The Public Accounts Committee (PAC) of Parliament has given officials of the Nkwanta North District Assembly a one-week ultimatum to ascertain the identity of the person who cleared a cheque of GH?30,000 in two installments in a deal at the assembly in 2015, and reports same to the Committee.
The assembly was said in the Auditor General’s report on the Utilisation and Management of the District Assemblies Common Fund for 2015 and 2016, to have paid the amount as registration for a membership status of an international organisation, Global Sister Cities Foundation.
The foundation is a platform where member cities and towns collaborate for mutually beneficial exchange arrangements for development.
According to the Auditor-General’s report, the assembly paid the amount for visa and other traveling expenses for the foundation’s 81st annual convention in Arkansas, USA.
The report said despite the money paid, the trip was aborted, but the Acting District Coordinating Director (DCD), Sevlo Adjei, at the PAC’s sitting in Accra yesterday, said the amount was meant to be a registration fee.
The nonrefundable money, the acting DCD said, qualifies the assembly to engage other members to lobby for development in the Nkwanta North area.
But officials of the Auditor-General’s Department, discounted the claim that the money was not refundable.

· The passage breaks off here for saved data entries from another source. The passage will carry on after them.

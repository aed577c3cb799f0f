//! Marshaling plans: the instruction sequence a binding generator emits
//! to cross the boundary for one function.
//!
//! A plan is a tree of [`Instruction`]s over named temporaries ([`Local`]).
//! Temporaries come from one [`NameGen`] threaded through the whole
//! generation, so nested blocks (list element bodies, variant arms) never
//! reuse a name and a plan can be printed or interpreted without renaming.
//!
//! Two directions are generated:
//!
//! * [`Direction::Import`]: the caller side. Arguments are lowered, the core
//!   function is called, results are lifted and then released.
//! * [`Direction::Export`]: the callee side. Arguments are lifted and their
//!   memory released, the native function is called, results are lowered.
//!   Export plans carry a separate post-return plan that frees the memory
//!   owned by the lowered results.

use std::fmt;

use serde::{Serialize, Serializer};

use crate::abi::{
    Bitcast, CanonicalAbi, CanonicalAbiError, CoreType, FunctionAbi, Layout, check_flags,
    unsupported,
};
use crate::logging::debug;
use crate::model::{Type, TypeId};

/// A named temporary, printed as `t<n>`.
#[derive(Debug, Clone, Copy, PartialEq, Eq, PartialOrd, Ord, Hash)]
pub struct Local(pub u32);

impl fmt::Display for Local {
    fn fmt(&self, f: &mut fmt::Formatter<'_>) -> fmt::Result {
        write!(f, "t{}", self.0)
    }
}

impl Serialize for Local {
    fn serialize<S: Serializer>(&self, serializer: S) -> Result<S::Ok, S::Error> {
        serializer.collect_str(self)
    }
}

/// Source of fresh temporaries.
#[derive(Debug, Default)]
pub struct NameGen {
    next: u32,
}

impl NameGen {
    pub fn new() -> Self {
        Self::default()
    }

    pub fn fresh(&mut self) -> Local {
        let local = Local(self.next);
        self.next += 1;
        local
    }

    /// Number of temporaries handed out so far.
    pub fn count(&self) -> u32 {
        self.next
    }
}

#[derive(Debug, Clone, Copy, PartialEq, Eq, Serialize)]
#[serde(rename_all = "kebab-case")]
pub enum Direction {
    Import,
    Export,
}

/// Value kinds that lower to exactly one core word.
#[derive(Debug, Clone, Copy, PartialEq, Eq, Serialize)]
#[serde(rename_all = "kebab-case")]
pub enum Scalar {
    Bool,
    U8,
    U16,
    U32,
    U64,
    S8,
    S16,
    S32,
    S64,
    F32,
    F64,
    Char,
    Enum,
    Flags,
    Own,
    Borrow,
}

impl Scalar {
    fn of(ty: &Type) -> Result<Option<Scalar>, CanonicalAbiError> {
        let scalar = match ty {
            Type::Bool => Scalar::Bool,
            Type::U8 => Scalar::U8,
            Type::U16 => Scalar::U16,
            Type::U32 => Scalar::U32,
            Type::U64 => Scalar::U64,
            Type::S8 => Scalar::S8,
            Type::S16 => Scalar::S16,
            Type::S32 => Scalar::S32,
            Type::S64 => Scalar::S64,
            Type::F32 => Scalar::F32,
            Type::F64 => Scalar::F64,
            Type::Char => Scalar::Char,
            Type::Enum(_) => Scalar::Enum,
            Type::Flags(flags) => {
                check_flags(flags.flags.len(), &flags.name.to_string())?;
                Scalar::Flags
            }
            Type::Resource(_) => Scalar::Own,
            Type::Borrow(_) => Scalar::Borrow,
            _ => return Ok(None),
        };
        Ok(Some(scalar))
    }

    pub fn core_type(self) -> CoreType {
        match self {
            Scalar::U64 | Scalar::S64 => CoreType::I64,
            Scalar::F32 => CoreType::F32,
            Scalar::F64 => CoreType::F64,
            _ => CoreType::I32,
        }
    }

    /// Width of the scalar in linear memory.
    pub fn width(self) -> MemWidth {
        match self {
            Scalar::Bool | Scalar::U8 => MemWidth::U8,
            Scalar::S8 => MemWidth::S8,
            Scalar::U16 => MemWidth::U16,
            Scalar::S16 => MemWidth::S16,
            Scalar::U64 | Scalar::S64 => MemWidth::I64,
            Scalar::F32 => MemWidth::F32,
            Scalar::F64 => MemWidth::F64,
            _ => MemWidth::I32,
        }
    }
}

/// Width and extension of a memory access.
#[derive(Debug, Clone, Copy, PartialEq, Eq, Serialize)]
#[serde(rename_all = "kebab-case")]
pub enum MemWidth {
    U8,
    S8,
    U16,
    S16,
    I32,
    I64,
    F32,
    F64,
}

/// One arm of a variant-shaped instruction.
#[derive(Debug, Clone, PartialEq, Serialize)]
pub struct Arm {
    pub case: u32,
    pub name: String,
    /// Temporary bound to the case payload when matching a value.
    #[serde(skip_serializing_if = "Option::is_none")]
    pub payload: Option<Local>,
    pub body: Vec<Instruction>,
    /// Temporaries the arm produces, one per result of the enclosing
    /// instruction.
    #[serde(skip_serializing_if = "Vec::is_empty")]
    pub yields: Vec<Local>,
}

#[derive(Debug, Clone, PartialEq, Serialize)]
#[serde(tag = "op", rename_all = "kebab-case")]
pub enum Instruction {
    /// Name the `index`th core argument.
    Arg { index: usize, dst: Local },
    Const { ty: CoreType, value: i64, dst: Local },
    Lower { kind: Scalar, src: Local, dst: Local },
    Lift { kind: Scalar, src: Local, dst: Local },
    Bitcast { cast: Bitcast, src: Local, dst: Local },
    /// Split a record or tuple into its fields.
    Destructure { ty: String, src: Local, fields: Vec<Local> },
    /// Build a record or tuple from its fields.
    Construct { ty: String, fields: Vec<Local>, dst: Local },
    /// Copy a string into a fresh allocation.
    StringLower { src: Local, ptr: Local, len: Local },
    StringLift { ptr: Local, len: Local, dst: Local },
    /// Allocate the element block, then run `body` once per element with
    /// `item` bound to the element and `addr` to its slot.
    ListLower {
        element: String,
        layout: Layout,
        src: Local,
        ptr: Local,
        len: Local,
        item: Local,
        addr: Local,
        body: Vec<Instruction>,
    },
    /// Run `body` once per element with `addr` bound to its slot; `item` is
    /// the element the body produces.
    ListLift {
        element: String,
        layout: Layout,
        ptr: Local,
        len: Local,
        addr: Local,
        body: Vec<Instruction>,
        item: Local,
        dst: Local,
    },
    /// Match a value and produce its flat words; every arm yields `results`.
    VariantLower {
        ty: String,
        src: Local,
        results: Vec<Local>,
        arms: Vec<Arm>,
    },
    /// Select an arm by discriminant; the arm yields the payload if any.
    VariantLift {
        ty: String,
        discriminant: Local,
        arms: Vec<Arm>,
        dst: Local,
    },
    /// Match a value for its effects only.
    Match { ty: String, src: Local, arms: Vec<Arm> },
    /// Select an arm by discriminant for its effects only.
    Switch { discriminant: Local, arms: Vec<Arm> },
    Load {
        width: MemWidth,
        base: Local,
        offset: usize,
        dst: Local,
    },
    Store {
        width: MemWidth,
        src: Local,
        base: Local,
        offset: usize,
    },
    Alloc { size: usize, align: usize, dst: Local },
    Free { ptr: Local, size: usize, align: usize },
    FreeString { ptr: Local, len: Local },
    /// Free each element through `body`, then the element block.
    FreeList {
        element: String,
        layout: Layout,
        ptr: Local,
        len: Local,
        addr: Local,
        body: Vec<Instruction>,
    },
    CallCore {
        #[serde(skip_serializing_if = "Option::is_none")]
        module: Option<String>,
        name: String,
        args: Vec<Local>,
        results: Vec<Local>,
    },
    CallNative {
        name: String,
        args: Vec<Local>,
        results: Vec<Local>,
    },
    Return { values: Vec<Local> },
}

The assembly on February 12, 2017 wrote a letter to one Prince Kwame Klujeson for refund, a Deputy Auditor-General, Odame Agyekum, recounted and wondered why the team before the committee would say the amount was nonrefundable.
The identity of the person who cleared the cheque, however, could immediately not be established though the cheque was written in the name of the foundation.
When asked by the Chairman of the Committee, James Klutse Avedzi, that in whose name was the cheque written, Mr Adjei said the payment vouchers was in the name of his predecessor.
He explained that the disbursement form indicated that the cheque was written in the name of Global Sister Cities.
The foundation in a letter, Mr Adjei said, confirmed receipt of the amount but Mr Avedzi, a chartered accountant by profession, said that was not enough to establish the identity of who cleared the cheque.
“That is a letter,” he said. “You have to do your independent checks to establish who cashed the money and one of the documents to assist you is the bank statement.
“Who cashed the money? Was it cashed by the Global Sister Cities Foundation?” he asked again to which Mr Adjei had no answer.
“If I prepare a cheque in the name of a company, it is that company that must cash the cheque, but if is cashed by a different person, then there is something wrong.
“This cheque could be cashed by the [former] DCD or could be cashed by somebody else who is using the name of the foundation but the bank statement will tell you that this money actually hit the account of the foundation.
“We want you to, within a week, establish who actually cashed the money so that we can surcharge the person,” he directed.